Ein frei schwenkbares, halbtransparentes Display kann zum Ausgabemedium der Zukunft werden. Im Projekt MEDARPA realisieren die Partner nicht nur ein derartiges „Augmented Reality“-Fenster zum Patienten, sondern weitere neue Visualisierungs- und Interaktionsverfahren, für den medizinischen Arbeitsplatz der Zukunft. Vor der Operation werden die einzelnen Datensätze des Patienten aus Ultraschall, CT und Röntgenaufnahme im Rechner zu dreidimensionalen Modellen zusammengefügt und stehen dem Arzt vor und während des Eingriffs zur Verfügung. „Der Chirurg kann sich die relevanten grafischen Patientendaten über ein halbtransparentes Display einblenden lassen, die er aktuell benötigt und erhält so Einblick in tiefer liegende Strukturen“, so beschreibt Michael Schnaider, Leiter der Abteilung „Visual Computing“ am ZGDV, die Vorteile der innovativen Ausgabetechnik. Somit kann der Arzt seine chirurgischen Instrumente präziser setzen. Das ist insbesondere in der Neurochirurgie und der Endoskopie wichtig, denn hier ist bei Eingriffen millimetergenaues Vorgehen unerlässlich. Die Ergebnisse von MEDARPA könnten die Endoskopie wie auch für die minimal invasive Chirurgie entscheidend verbessern. Unter der Führung des Zentrums für Graphische Datenverarbeitung (ZGDV) in Darmstadt forschen im MEDARPA-Projekt Partner wie das Fraunhofer IGD, die MedCom GmbH, die Städtischen Kliniken Offenbach, die Universitätsklinik Frankfurt und das Klinikum Nürnberg Nord.
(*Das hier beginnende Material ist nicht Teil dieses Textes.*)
//! Encoding sinks.
//!
//! Sinks consume frames in output order and are driven by the writers in [`crate::video`].

/// `ffmpeg`-based sink (MP4 output via system `ffmpeg`).
pub mod ffmpeg;
/// Generic frame sink trait and built-in sinks.
pub mod sink;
Sie entwickeln neue Lösungen für die Bereiche Herzchirurgie, Pulmologie und Radioonkologie.
MEDICA 2001 Messe Düsseldorf
Halle 14, Stand A05/06
Fraunhofer IGD
Ulrich Bockholt
ZGDV
Michael Schnaider
Telefax: 06151/155-199
E-Mail: ulrich.bockholt@igd.fraunhofer.de
michael.schnaider@zgdv.de
Kurzprofil INI-GraphicsNet:
Das internationale Netzwerk der Graphischen Datenverarbeitung (INI-GraphicsNet) besteht aus dem Fraunhofer-Institut für Graphische Datenverarbeitung IGD, dem Zentrum für Graphische Datenverarbeitung (ZGDV) e.V., beide in Darmstadt und Rostock, und dem Fachgebiet Graphisch-Interaktive Systeme (GRIS) der Technischen Universität Darmstadt. Weitere Institutionen des Netzwerkes sind das Fraunhofer-Anwendungszentrum für Computergraphik in Chemie und Pharmazie (AGC) in Frankfurt, das Fraunhofer Center for Research in Computer Graphics (CRCG) in Providence, Rhode Island (USA), das Fraunhofer Centre for Advanced Media Technology (CAMTech) in Singapur und das Centro de Computaç“o Gráfica (CCG) in Guimar“es (Portugal).
Innerhalb des Netzverbundes sind an den sechs Standorten über 300 Mitarbeiterinnen und Mitarbeiter sowie rund 560 wissenschaftliche Hilfskräfte beschäftigt. Bei einem Haushalt von über 41 Millionen EURO bildet das INI-GraphicsNet weltweit den größten Forschungsverbund auf dem Gebiet der Graphischen Datenverarbeitung.